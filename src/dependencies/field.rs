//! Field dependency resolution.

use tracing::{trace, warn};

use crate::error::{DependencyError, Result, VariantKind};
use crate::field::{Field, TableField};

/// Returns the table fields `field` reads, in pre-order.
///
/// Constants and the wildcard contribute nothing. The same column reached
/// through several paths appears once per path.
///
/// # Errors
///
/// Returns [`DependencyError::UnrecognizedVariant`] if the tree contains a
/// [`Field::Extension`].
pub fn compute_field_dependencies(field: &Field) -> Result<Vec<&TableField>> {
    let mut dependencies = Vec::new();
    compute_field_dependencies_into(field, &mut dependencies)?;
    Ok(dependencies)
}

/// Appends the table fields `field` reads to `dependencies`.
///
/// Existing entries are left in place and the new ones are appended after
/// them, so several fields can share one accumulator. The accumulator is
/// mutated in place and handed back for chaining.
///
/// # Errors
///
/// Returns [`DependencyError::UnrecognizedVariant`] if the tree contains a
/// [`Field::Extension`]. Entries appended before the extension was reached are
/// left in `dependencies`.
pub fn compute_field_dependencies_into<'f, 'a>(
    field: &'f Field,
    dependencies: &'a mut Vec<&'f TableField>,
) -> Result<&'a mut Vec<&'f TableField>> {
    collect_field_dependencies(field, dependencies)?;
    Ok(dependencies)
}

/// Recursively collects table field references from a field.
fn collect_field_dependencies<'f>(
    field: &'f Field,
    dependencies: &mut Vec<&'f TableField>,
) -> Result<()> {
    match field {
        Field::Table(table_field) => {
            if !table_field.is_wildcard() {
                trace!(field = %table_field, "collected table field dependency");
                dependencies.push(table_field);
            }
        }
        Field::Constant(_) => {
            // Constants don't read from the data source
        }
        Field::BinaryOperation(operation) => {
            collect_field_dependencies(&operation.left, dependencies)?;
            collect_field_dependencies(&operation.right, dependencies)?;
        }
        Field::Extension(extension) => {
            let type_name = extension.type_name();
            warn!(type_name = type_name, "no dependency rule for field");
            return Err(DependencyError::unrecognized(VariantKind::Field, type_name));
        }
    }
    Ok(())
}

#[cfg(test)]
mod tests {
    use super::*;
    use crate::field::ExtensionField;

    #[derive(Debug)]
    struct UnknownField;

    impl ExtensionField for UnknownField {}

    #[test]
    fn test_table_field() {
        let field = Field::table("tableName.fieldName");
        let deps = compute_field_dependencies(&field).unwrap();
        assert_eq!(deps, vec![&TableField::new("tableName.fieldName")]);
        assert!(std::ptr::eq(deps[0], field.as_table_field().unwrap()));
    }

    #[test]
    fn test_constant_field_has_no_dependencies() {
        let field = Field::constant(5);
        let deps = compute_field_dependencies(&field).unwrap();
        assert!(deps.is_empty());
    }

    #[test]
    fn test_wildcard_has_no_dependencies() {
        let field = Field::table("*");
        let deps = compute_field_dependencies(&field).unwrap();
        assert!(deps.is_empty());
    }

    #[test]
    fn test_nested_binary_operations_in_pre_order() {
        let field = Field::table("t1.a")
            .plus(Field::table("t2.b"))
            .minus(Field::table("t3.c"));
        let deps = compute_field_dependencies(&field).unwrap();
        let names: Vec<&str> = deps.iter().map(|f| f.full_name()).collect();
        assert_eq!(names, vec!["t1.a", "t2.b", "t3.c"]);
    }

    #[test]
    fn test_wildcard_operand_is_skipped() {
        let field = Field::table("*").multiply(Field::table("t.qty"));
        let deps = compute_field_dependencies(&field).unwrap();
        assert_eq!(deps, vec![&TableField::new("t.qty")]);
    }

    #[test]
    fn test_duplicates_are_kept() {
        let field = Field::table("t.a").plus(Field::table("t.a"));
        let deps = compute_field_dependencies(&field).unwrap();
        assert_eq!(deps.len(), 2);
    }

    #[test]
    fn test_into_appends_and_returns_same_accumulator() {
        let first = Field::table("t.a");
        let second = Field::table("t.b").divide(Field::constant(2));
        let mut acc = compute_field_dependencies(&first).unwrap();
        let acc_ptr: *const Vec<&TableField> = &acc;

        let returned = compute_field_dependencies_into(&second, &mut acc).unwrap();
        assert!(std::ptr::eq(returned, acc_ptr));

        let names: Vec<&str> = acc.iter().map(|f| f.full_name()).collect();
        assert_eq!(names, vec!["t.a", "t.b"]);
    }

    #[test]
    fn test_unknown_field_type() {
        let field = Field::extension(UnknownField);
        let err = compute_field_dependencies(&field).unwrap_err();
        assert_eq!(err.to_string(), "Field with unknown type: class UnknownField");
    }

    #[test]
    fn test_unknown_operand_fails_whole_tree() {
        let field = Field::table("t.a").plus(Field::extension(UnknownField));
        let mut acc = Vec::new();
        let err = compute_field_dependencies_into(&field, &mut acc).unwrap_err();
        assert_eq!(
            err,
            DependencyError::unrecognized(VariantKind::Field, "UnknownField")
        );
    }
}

================

The complete set of entries above must be reproduced verbatim.

filename src/dependencies/field.rs
//! Field dependency resolution.

use tracing::{trace, warn};

use crate::error::{DependencyError, Result, VariantKind};
use crate::field::{Field, TableField};

/// Returns the table fields `field` reads, in pre-order.
///
/// Constants and the wildcard contribute nothing. The same column reached
/// through several paths appears once per path.
///
/// # Errors
///
/// Returns [`DependencyError::UnrecognizedVariant`] if the tree contains a
/// [`Field::Extension`].
pub fn compute_field_dependencies(field: &Field) -> Result<Vec<&TableField>> {
    let mut dependencies = Vec::new();
    compute_field_dependencies_into(field, &mut dependencies)?;
    Ok(dependencies)
}

/// Appends the table fields `field` reads to `dependencies`.
///
/// Existing entries are left in place and the new ones are appended after
/// them, so several fields can share one accumulator. The accumulator is
/// mutated in place and handed back for chaining.
///
/// # Errors
///
/// Returns [`DependencyError::UnrecognizedVariant`] if the tree contains a
/// [`Field::Extension`]. Entries appended before the extension was reached are
/// left in `dependencies`.
pub fn compute_field_dependencies_into<'f, 'a>(
    field: &'f Field,
    dependencies: &'a mut Vec<&'f TableField>,
) -> Result<&'a mut Vec<&'f TableField>> {
    collect_field_dependencies(field, dependencies)?;
    Ok(dependencies)
}

/// Recursively collects table field references from a field.
fn collect_field_dependencies<'f>(
    field: &'f Field,
    dependencies: &mut Vec<&'f TableField>,
) -> Result<()> {
    match field {
        Field::Table(table_field) => {
            if !table_field.is_wildcard() {
                trace!(field = %table_field, "collected table field dependency");
                dependencies.push(table_field);
            }
        }
        Field::Constant(_) => {
            // Constants don't read from the data source
        }
        Field::BinaryOperation(operation) => {
            collect_field_dependencies(&operation.left, dependencies)?;
            collect_field_dependencies(&operation.right, dependencies)?;
        }
        Field::Extension(extension) => {
            let type_name = extension.type_name();
            warn!(type_name = type_name, "no dependency rule for field");
            return Err(DependencyError::unrecognized(VariantKind::Field, type_name));
        }
    }
    Ok(())
}

#[cfg(test)]
mod tests {
    use super::*;
    use crate::field::ExtensionField;

    #[derive(Debug)]
    struct UnknownField;

    impl ExtensionField for UnknownField {}

    #[test]
    fn test_table_field() {
        let field = Field::table("tableName.fieldName");
        let deps = compute_field_dependencies(&field).unwrap();
        assert_eq!(deps, vec![&TableField::new("tableName.fieldName")]);
        assert!(std::ptr::eq(deps[0], field.as_table_field().unwrap()));
    }

    #[test]
    fn test_constant_field_has_no_dependencies() {
        let field = Field::constant(5);
        let deps = compute_field_dependencies(&field).unwrap();
        assert!(deps.is_empty());
    }

    #[test]
    fn test_wildcard_has_no_dependencies() {
        let field = Field::table("*");
        let deps = compute_field_dependencies(&field).unwrap();
        assert!(deps.is_empty());
    }

    #[test]
    fn test_nested_binary_operations_in_pre_order() {
        let field = Field::table("t1.a")
            .plus(Field::table("t2.b"))
            .minus(Field::table("t3.c"));
        let deps = compute_field_dependencies(&field).unwrap();
        let names: Vec<&str> = deps.iter().map(|f| f.full_name()).collect();
        assert_eq!(names, vec!["t1.a", "t2.b", "t3.c"]);
    }

    #[test]
    fn test_wildcard_operand_is_skipped() {
        let field = Field::table("*").multiply(Field::table("t.qty"));
        let deps = compute_field_dependencies(&field).unwrap();
        assert_eq!(deps, vec![&TableField::new("t.qty")]);
    }

    #[test]
    fn test_duplicates_are_kept() {
        let field = Field::table("t.a").plus(Field::table("t.a"));
        let deps = compute_field_dependencies(&field).unwrap();
        assert_eq!(deps.len(), 2);
    }

    #[test]
    fn test_into_appends_and_returns_same_accumulator() {
        let first = Field::table("t.a");
        let second = Field::table("t.b").divide(Field::constant(2));
        let mut acc = compute_field_dependencies(&first).unwrap();
        let acc_ptr: *const Vec<&TableField> = &acc;

        let returned = compute_field_dependencies_into(&second, &mut acc).unwrap();
        assert!(std::ptr::eq(returned, acc_ptr));

        let names: Vec<&str> = acc.iter().map(|f| f.full_name()).collect();
        assert_eq!(names, vec!["t.a", "t.b"]);
    }

    #[test]
    fn test_unknown_field_type() {
        let field = Field::extension(UnknownField);
        let err = compute_field_dependencies(&field).unwrap_err();
        assert_eq!(err.to_string(), "Field with unknown type: class UnknownField");
    }

    #[test]
    fn test_unknown_operand_fails_whole_tree() {
        let field = Field::table("t.a").plus(Field::extension(UnknownField));
        let mut acc = Vec::new();
        let err = compute_field_dependencies_into(&field, &mut acc).unwrap_err();
        assert_eq!(
            err,
            DependencyError::unrecognized(VariantKind::Field, "UnknownField")
        );
    }
}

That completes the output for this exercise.